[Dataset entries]
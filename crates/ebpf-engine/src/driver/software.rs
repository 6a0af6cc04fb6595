//! 소프트웨어 드라이버 — 프로세스 안에서 분류기를 실행
//!
//! 커널 프로그램과 같은 `udpfilter_common::classify_and_count`를 사용하므로
//! 분류 결과와 카운터 의미가 커널 경로와 동일합니다. 프레임은
//! [`SoftwareHook::deliver`]로 주입합니다.
//!
//! 실패 주입(`fail_next_*`)으로 라이프사이클의 에러 경로를 시험할 수 있습니다.

use std::sync::atomic::{AtomicUsize, Ordering};
use std::sync::{Arc, Mutex, MutexGuard, PoisonError};

use tracing::{debug, info};
use udpfilter_common::{Classification, FilterConfig, classify_and_count};
use udpfilter_core::error::DriverError;

use super::{PlatformDriver, ProgramSpec};
use crate::counters::CounterTable;

#[derive(Default)]
struct HookState {
    /// 어태치된 인터페이스와 그 설정
    attached: Option<(String, FilterConfig)>,
    load_failure: Option<String>,
    attach_failure: Option<String>,
    detach_failure: Option<String>,
}

struct HookInner {
    state: Mutex<HookState>,
    counters: Arc<CounterTable>,
    attach_calls: AtomicUsize,
    detach_calls: AtomicUsize,
}

/// 소프트웨어 수신 경로 핸들
///
/// 드라이버와 상태를 공유하므로, 드라이버를 라이프사이클에 넘긴 뒤에도
/// 프레임 주입과 상태 관찰에 사용할 수 있습니다.
#[derive(Clone)]
pub struct SoftwareHook {
    inner: Arc<HookInner>,
}

impl SoftwareHook {
    fn new() -> Self {
        Self {
            inner: Arc::new(HookInner {
                state: Mutex::new(HookState::default()),
                counters: Arc::new(CounterTable::new()),
                attach_calls: AtomicUsize::new(0),
                detach_calls: AtomicUsize::new(0),
            }),
        }
    }

    fn state(&self) -> MutexGuard<'_, HookState> {
        // 잠금 안에서 패닉할 코드가 없으므로 poison은 무시
        self.inner
            .state
            .lock()
            .unwrap_or_else(PoisonError::into_inner)
    }

    /// 수신 경로에 프레임 한 개를 전달합니다.
    ///
    /// 어태치되어 있지 않으면 `None`을 반환하고 프레임은 그대로 둡니다.
    pub fn deliver(&self, frame: &mut [u8]) -> Option<Classification> {
        let config = self.state().attached.as_ref().map(|(_, config)| *config)?;
        Some(classify_and_count(frame, &config, &*self.inner.counters))
    }

    pub fn counters(&self) -> Arc<CounterTable> {
        Arc::clone(&self.inner.counters)
    }

    pub fn is_attached(&self) -> bool {
        self.state().attached.is_some()
    }

    pub fn attached_interface(&self) -> Option<String> {
        self.state()
            .attached
            .as_ref()
            .map(|(interface, _)| interface.clone())
    }

    /// 성공/실패와 관계없이 `attach`가 호출된 횟수
    pub fn attach_calls(&self) -> usize {
        self.inner.attach_calls.load(Ordering::SeqCst)
    }

    /// 성공/실패와 관계없이 `detach`가 호출된 횟수
    pub fn detach_calls(&self) -> usize {
        self.inner.detach_calls.load(Ordering::SeqCst)
    }

    /// 다음 `compile_and_verify`를 실패시킵니다.
    pub fn fail_next_load(&self, reason: impl Into<String>) {
        self.state().load_failure = Some(reason.into());
    }

    /// 다음 `attach`를 실패시킵니다.
    pub fn fail_next_attach(&self, reason: impl Into<String>) {
        self.state().attach_failure = Some(reason.into());
    }

    /// 다음 `detach`를 실패시킵니다. 실패한 경우 훅은 어태치 상태로 남습니다.
    pub fn fail_next_detach(&self, reason: impl Into<String>) {
        self.state().detach_failure = Some(reason.into());
    }
}

impl std::fmt::Debug for SoftwareHook {
    fn fmt(&self, f: &mut std::fmt::Formatter<'_>) -> std::fmt::Result {
        f.debug_struct("SoftwareHook")
            .field("attached", &self.attached_interface())
            .field("attach_calls", &self.attach_calls())
            .field("detach_calls", &self.detach_calls())
            .finish()
    }
}

/// 프로세스 내 드라이버
pub struct SoftwareDriver {
    hook: SoftwareHook,
    loaded: Option<FilterConfig>,
}

impl SoftwareDriver {
    pub fn new() -> Self {
        Self {
            hook: SoftwareHook::new(),
            loaded: None,
        }
    }

    /// 수신 경로 핸들을 반환합니다.
    pub fn hook(&self) -> SoftwareHook {
        self.hook.clone()
    }
}

impl Default for SoftwareDriver {
    fn default() -> Self {
        Self::new()
    }
}

impl PlatformDriver for SoftwareDriver {
    type Counters = Arc<CounterTable>;

    fn name(&self) -> &'static str {
        "software"
    }

    fn compile_and_verify(&mut self, spec: &ProgramSpec) -> Result<(), DriverError> {
        if let Some(reason) = self.hook.state().load_failure.take() {
            return Err(DriverError::Load(reason));
        }
        self.loaded = Some(spec.filter_config());
        debug!(
            ingress_port = spec.ingress_port,
            egress_port = spec.egress_port,
            "software program prepared"
        );
        Ok(())
    }

    fn attach(&mut self, interface: &str) -> Result<(), DriverError> {
        self.hook.inner.attach_calls.fetch_add(1, Ordering::SeqCst);
        let config = self.loaded.ok_or(DriverError::NotLoaded)?;

        let mut state = self.hook.state();
        if let Some(reason) = state.attach_failure.take() {
            return Err(DriverError::Attach(reason));
        }
        if let Some((attached, _)) = &state.attached {
            return Err(DriverError::Attach(format!(
                "program already attached to {attached}"
            )));
        }
        state.attached = Some((interface.to_owned(), config));
        drop(state);

        info!(interface, "software hook attached");
        Ok(())
    }

    fn detach(&mut self, interface: &str) -> Result<(), DriverError> {
        self.hook.inner.detach_calls.fetch_add(1, Ordering::SeqCst);

        let mut state = self.hook.state();
        if let Some(reason) = state.detach_failure.take() {
            return Err(DriverError::Detach(reason));
        }
        match &state.attached {
            Some((attached, _)) if attached == interface => {
                state.attached = None;
                drop(state);
                info!(interface, "software hook detached");
                Ok(())
            }
            _ => Err(DriverError::Detach(format!("nothing attached to {interface}"))),
        }
    }

    fn counters(&mut self) -> Result<Arc<CounterTable>, DriverError> {
        if self.loaded.is_none() {
            return Err(DriverError::NotLoaded);
        }
        Ok(self.hook.counters())
    }
}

| Work to complete |
Transcribe, exactly and without additions, the lines of the records above, beginning with the line that contains "pub struct SoftwareDriver" and ending with the line that contains "경로 핸들을 반환합니다.", both included.

| Exercise answer |
pub struct SoftwareDriver {
    hook: SoftwareHook,
    loaded: Option<FilterConfig>,
}

impl SoftwareDriver {
    pub fn new() -> Self {
        Self {
            hook: SoftwareHook::new(),
            loaded: None,
        }
    }

    /// 수신 경로 핸들을 반환합니다.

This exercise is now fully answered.